* [WHAT IS BEING ASKED]
Copy all the records exactly; the complete set is the expected result.

[Data entries]
[Start of section]

//! Sequences the scenario matrix: levels outermost, then the catalog.
//!
//! For every (level, scenario) pair the runner resets the fixtures, starts
//! one worker per role on its own thread, and collects their observations
//! over a channel with a deadline. A worker that overruns is cancelled and
//! recorded as timed out; nothing a worker or the fixture does can stop the
//! matrix.

use std::sync::Arc;
use std::thread;
use std::time::{Duration, Instant};

use crossbeam_channel::{self as channel, RecvTimeoutError};
use log::{debug, info, warn};
use serde::Serialize;

use crate::config::ProbeConfig;
use crate::errors::ProbeError;
use crate::fixture::FixtureController;
use crate::interleave::{Clock, Handshake};
use crate::isolation::IsolationLevel;
use crate::observation::{Action, Observation};
use crate::report::{MatrixReport, Round};
use crate::scenario::{Expectation, Scenario, ScenarioKind};
use crate::session::{CancelSlot, SessionFactory, SessionProvider};
use crate::verdict::{Judge, Judgement, Verdict};
use crate::worker::Worker;

/// Result of one scenario execution at one level.
#[derive(Debug, Clone, Serialize)]
pub struct ScenarioOutcome {
    pub round: usize,
    pub level: IsolationLevel,
    pub scenario: ScenarioKind,
    pub expectation: Expectation,
    pub verdict: Verdict,
    pub reason: String,
    pub fixture_error: Option<String>,
    /// One per role, leader first. Empty when the fixture failed.
    pub observations: Vec<Observation>,
    #[serde(rename = "elapsed_ms", serialize_with = "crate::observation::millis")]
    pub elapsed: Duration,
}

impl ScenarioOutcome {
    /// The verdict disagrees with the documented expectation.
    pub fn mismatch(&self) -> bool {
        self.verdict.contradicts(self.expectation)
    }
}

pub struct Runner {
    config: Arc<ProbeConfig>,
    provider: SessionProvider,
    fixture: FixtureController,
}

impl Runner {
    pub fn new(config: Arc<ProbeConfig>, factory: Arc<dyn SessionFactory>) -> Self {
        let provider = SessionProvider::new(factory);
        let fixture = FixtureController::new(provider.clone(), &config);
        Self {
            config,
            provider,
            fixture,
        }
    }

    /// Selected levels, weakest first.
    pub fn levels(&self) -> Vec<IsolationLevel> {
        let mut levels = self.config.levels.clone();
        levels.sort();
        levels.dedup();
        levels
    }

    /// Selected scenarios, in catalog order.
    pub fn scenarios(&self) -> Vec<&'static Scenario> {
        Scenario::catalog()
            .into_iter()
            .filter(|scenario| self.config.scenarios.contains(&scenario.kind))
            .collect()
    }

    /// Runs the whole matrix `runner.rounds` times.
    pub fn run(&self) -> MatrixReport {
        let rounds = (1..=self.config.runner.rounds.max(1))
            .map(|round| self.run_round(round))
            .collect();
        MatrixReport::new(self.provider.target(), rounds)
    }

    pub fn run_round(&self, round: usize) -> Round {
        info!("round {round} against {}", self.provider.target());
        let mut outcomes = Vec::new();
        for level in self.levels() {
            info!("=== {level} ===");
            for scenario in self.scenarios() {
                outcomes.push(self.run_scenario(round, level, scenario));
            }
        }
        Round {
            index: round,
            outcomes,
        }
    }

    pub fn run_scenario(
        &self,
        round: usize,
        level: IsolationLevel,
        scenario: &'static Scenario,
    ) -> ScenarioOutcome {
        let started = Instant::now();
        info!("--- {} at {} ---", scenario.name, level.slug());
        let expectation = scenario.expectation(level);

        let (judgement, observations, fixture_error) = match self.fixture.reset(scenario.kind) {
            Err(err) => {
                warn!("{} at {} skipped: {err}", scenario.name, level.slug());
                (Judgement::inconclusive(err.to_string()), Vec::new(), Some(err.to_string()))
            }
            Ok(()) => {
                let observations = self.execute(level, scenario);
                let config = &self.config;
                let judgement = Judge::new(&config.timing, &config.thresholds, &config.fixture)
                    .judge(scenario.kind, &observations);
                (judgement, observations, None)
            }
        };

        let outcome = ScenarioOutcome {
            round,
            level,
            scenario: scenario.kind,
            expectation,
            verdict: judgement.verdict,
            reason: judgement.reason,
            fixture_error,
            observations,
            elapsed: started.elapsed(),
        };
        if outcome.mismatch() {
            warn!(
                "{} at {}: {} ({}), documented: {}",
                scenario.name,
                level.slug(),
                outcome.verdict,
                outcome.reason,
                expectation
            );
        } else {
            info!(
                "{} at {}: {} ({})",
                scenario.name,
                level.slug(),
                outcome.verdict,
                outcome.reason
            );
        }
        outcome
    }

    /// Runs every role concurrently and returns their observations, leader
    /// first. Always returns one observation per role.
    fn execute(&self, level: IsolationLevel, scenario: &'static Scenario) -> Vec<Observation> {
        let timing = &self.config.timing;
        let budget = scenario.budget(timing, self.config.target.lock_wait_timeout());
        let allowed = budget + self.config.runner.safety_margin();
        let deadline = Instant::now() + allowed;
        let clock = Clock::start();
        let workers = scenario.roles.len();
        let cues = Handshake::group(timing.handshake, workers);
        let (tx, rx) = channel::bounded::<(usize, Observation)>(workers);

        let mut results: Vec<Option<Observation>> = vec![None; workers];
        let mut slots = Vec::with_capacity(workers);
        let mut handles = Vec::with_capacity(workers);
        for (index, (role, cue)) in scenario.roles.iter().zip(cues).enumerate() {
            let slot = CancelSlot::new();
            let worker = Worker::new(
                role,
                level,
                self.provider.clone(),
                Arc::clone(&self.config),
                cue,
                slot.clone(),
                clock,
                budget,
            );
            let tx = tx.clone();
            let spawned = thread::Builder::new()
                .name(format!("{}-{}", scenario.kind, index))
                .spawn(move || {
                    let observation = worker.run();
                    // The runner may have stopped listening after its grace.
                    let _ = tx.send((index, observation));
                });
            match spawned {
                Ok(handle) => handles.push((index, handle)),
                Err(err) => {
                    warn!("could not start {}: {err}", role.label);
                    let mut obs = Observation::new(role.label, level);
                    obs.record_failure(Action::Connect, &ProbeError::Io(err), Duration::ZERO);
                    results[index] = Some(obs);
                }
            }
            slots.push(slot);
        }
        drop(tx);

        let mut pending = handles.len();
        let mut overran = false;
        while pending > 0 {
            match rx.recv_deadline(deadline) {
                Ok((index, obs)) => {
                    results[index] = Some(obs);
                    pending -= 1;
                }
                Err(RecvTimeoutError::Timeout) => {
                    overran = true;
                    break;
                }
                Err(RecvTimeoutError::Disconnected) => break,
            }
        }

        if overran {
            warn!(
                "{} at {} overran its {} ms budget, cancelling workers",
                scenario.name,
                level.slug(),
                allowed.as_millis()
            );
            for slot in &slots {
                slot.cancel();
            }
            let grace = Instant::now() + self.config.runner.grace();
            while pending > 0 {
                match rx.recv_deadline(grace) {
                    Ok((index, obs)) => {
                        results[index] = Some(obs);
                        pending -= 1;
                    }
                    Err(_) => break,
                }
            }
        }

        for (index, handle) in handles {
            if results[index].is_some() {
                if handle.join().is_err() {
                    warn!("worker thread {index} panicked after reporting");
                }
            } else {
                debug!("abandoning worker thread {index}");
            }
        }

        let ended = clock.since_start();
        results
            .into_iter()
            .zip(scenario.roles)
            .map(|(result, role)| {
                result.unwrap_or_else(|| {
                    let err = ProbeError::Timeout(format!(
                        "{} did not report within {} ms",
                        role.label,
                        allowed.as_millis()
                    ));
                    Observation::timed_out(role.label, level, ended, &err)
                })
            })
            .collect()
    }
}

[End of section]

* [WRITTEN ANSWER]
//! Sequences the scenario matrix: levels outermost, then the catalog.
//!
//! For every (level, scenario) pair the runner resets the fixtures, starts
//! one worker per role on its own thread, and collects their observations
//! over a channel with a deadline. A worker that overruns is cancelled and
//! recorded as timed out; nothing a worker or the fixture does can stop the
//! matrix.

use std::sync::Arc;
use std::thread;
use std::time::{Duration, Instant};

use crossbeam_channel::{self as channel, RecvTimeoutError};
use log::{debug, info, warn};
use serde::Serialize;

use crate::config::ProbeConfig;
use crate::errors::ProbeError;
use crate::fixture::FixtureController;
use crate::interleave::{Clock, Handshake};
use crate::isolation::IsolationLevel;
use crate::observation::{Action, Observation};
use crate::report::{MatrixReport, Round};
use crate::scenario::{Expectation, Scenario, ScenarioKind};
use crate::session::{CancelSlot, SessionFactory, SessionProvider};
use crate::verdict::{Judge, Judgement, Verdict};
use crate::worker::Worker;

/// Result of one scenario execution at one level.
#[derive(Debug, Clone, Serialize)]
pub struct ScenarioOutcome {
    pub round: usize,
    pub level: IsolationLevel,
    pub scenario: ScenarioKind,
    pub expectation: Expectation,
    pub verdict: Verdict,
    pub reason: String,
    pub fixture_error: Option<String>,
    /// One per role, leader first. Empty when the fixture failed.
    pub observations: Vec<Observation>,
    #[serde(rename = "elapsed_ms", serialize_with = "crate::observation::millis")]
    pub elapsed: Duration,
}

impl ScenarioOutcome {
    /// The verdict disagrees with the documented expectation.
    pub fn mismatch(&self) -> bool {
        self.verdict.contradicts(self.expectation)
    }
}

pub struct Runner {
    config: Arc<ProbeConfig>,
    provider: SessionProvider,
    fixture: FixtureController,
}

impl Runner {
    pub fn new(config: Arc<ProbeConfig>, factory: Arc<dyn SessionFactory>) -> Self {
        let provider = SessionProvider::new(factory);
        let fixture = FixtureController::new(provider.clone(), &config);
        Self {
            config,
            provider,
            fixture,
        }
    }

    /// Selected levels, weakest first.
    pub fn levels(&self) -> Vec<IsolationLevel> {
        let mut levels = self.config.levels.clone();
        levels.sort();
        levels.dedup();
        levels
    }

    /// Selected scenarios, in catalog order.
    pub fn scenarios(&self) -> Vec<&'static Scenario> {
        Scenario::catalog()
            .into_iter()
            .filter(|scenario| self.config.scenarios.contains(&scenario.kind))
            .collect()
    }

    /// Runs the whole matrix `runner.rounds` times.
    pub fn run(&self) -> MatrixReport {
        let rounds = (1..=self.config.runner.rounds.max(1))
            .map(|round| self.run_round(round))
            .collect();
        MatrixReport::new(self.provider.target(), rounds)
    }

    pub fn run_round(&self, round: usize) -> Round {
        info!("round {round} against {}", self.provider.target());
        let mut outcomes = Vec::new();
        for level in self.levels() {
            info!("=== {level} ===");
            for scenario in self.scenarios() {
                outcomes.push(self.run_scenario(round, level, scenario));
            }
        }
        Round {
            index: round,
            outcomes,
        }
    }

    pub fn run_scenario(
        &self,
        round: usize,
        level: IsolationLevel,
        scenario: &'static Scenario,
    ) -> ScenarioOutcome {
        let started = Instant::now();
        info!("--- {} at {} ---", scenario.name, level.slug());
        let expectation = scenario.expectation(level);

        let (judgement, observations, fixture_error) = match self.fixture.reset(scenario.kind) {
            Err(err) => {
                warn!("{} at {} skipped: {err}", scenario.name, level.slug());
                (Judgement::inconclusive(err.to_string()), Vec::new(), Some(err.to_string()))
            }
            Ok(()) => {
                let observations = self.execute(level, scenario);
                let config = &self.config;
                let judgement = Judge::new(&config.timing, &config.thresholds, &config.fixture)
                    .judge(scenario.kind, &observations);
                (judgement, observations, None)
            }
        };

        let outcome = ScenarioOutcome {
            round,
            level,
            scenario: scenario.kind,
            expectation,
            verdict: judgement.verdict,
            reason: judgement.reason,
            fixture_error,
            observations,
            elapsed: started.elapsed(),
        };
        if outcome.mismatch() {
            warn!(
                "{} at {}: {} ({}), documented: {}",
                scenario.name,
                level.slug(),
                outcome.verdict,
                outcome.reason,
                expectation
            );
        } else {
            info!(
                "{} at {}: {} ({})",
                scenario.name,
                level.slug(),
                outcome.verdict,
                outcome.reason
            );
        }
        outcome
    }

    /// Runs every role concurrently and returns their observations, leader
    /// first. Always returns one observation per role.
    fn execute(&self, level: IsolationLevel, scenario: &'static Scenario) -> Vec<Observation> {
        let timing = &self.config.timing;
        let budget = scenario.budget(timing, self.config.target.lock_wait_timeout());
        let allowed = budget + self.config.runner.safety_margin();
        let deadline = Instant::now() + allowed;
        let clock = Clock::start();
        let workers = scenario.roles.len();
        let cues = Handshake::group(timing.handshake, workers);
        let (tx, rx) = channel::bounded::<(usize, Observation)>(workers);

        let mut results: Vec<Option<Observation>> = vec![None; workers];
        let mut slots = Vec::with_capacity(workers);
        let mut handles = Vec::with_capacity(workers);
        for (index, (role, cue)) in scenario.roles.iter().zip(cues).enumerate() {
            let slot = CancelSlot::new();
            let worker = Worker::new(
                role,
                level,
                self.provider.clone(),
                Arc::clone(&self.config),
                cue,
                slot.clone(),
                clock,
                budget,
            );
            let tx = tx.clone();
            let spawned = thread::Builder::new()
                .name(format!("{}-{}", scenario.kind, index))
                .spawn(move || {
                    let observation = worker.run();
                    // The runner may have stopped listening after its grace.
                    let _ = tx.send((index, observation));
                });
            match spawned {
                Ok(handle) => handles.push((index, handle)),
                Err(err) => {
                    warn!("could not start {}: {err}", role.label);
                    let mut obs = Observation::new(role.label, level);
                    obs.record_failure(Action::Connect, &ProbeError::Io(err), Duration::ZERO);
                    results[index] = Some(obs);
                }
            }
            slots.push(slot);
        }
        drop(tx);

        let mut pending = handles.len();
        let mut overran = false;
        while pending > 0 {
            match rx.recv_deadline(deadline) {
                Ok((index, obs)) => {
                    results[index] = Some(obs);
                    pending -= 1;
                }
                Err(RecvTimeoutError::Timeout) => {
                    overran = true;
                    break;
                }
                Err(RecvTimeoutError::Disconnected) => break,
            }
        }

        if overran {
            warn!(
                "{} at {} overran its {} ms budget, cancelling workers",
                scenario.name,
                level.slug(),
                allowed.as_millis()
            );
            for slot in &slots {
                slot.cancel();
            }
            let grace = Instant::now() + self.config.runner.grace();
            while pending > 0 {
                match rx.recv_deadline(grace) {
                    Ok((index, obs)) => {
                        results[index] = Some(obs);
                        pending -= 1;
                    }
                    Err(_) => break,
                }
            }
        }

        for (index, handle) in handles {
            if results[index].is_some() {
                if handle.join().is_err() {
                    warn!("worker thread {index} panicked after reporting");
                }
            } else {
                debug!("abandoning worker thread {index}");
            }
        }

        let ended = clock.since_start();
        results
            .into_iter()
            .zip(scenario.roles)
            .map(|(result, role)| {
                result.unwrap_or_else(|| {
                    let err = ProbeError::Timeout(format!(
                        "{} did not report within {} ms",
                        role.label,
                        allowed.as_millis()
                    ));
                    Observation::timed_out(role.label, level, ended, &err)
                })
            })
            .collect()
    }
}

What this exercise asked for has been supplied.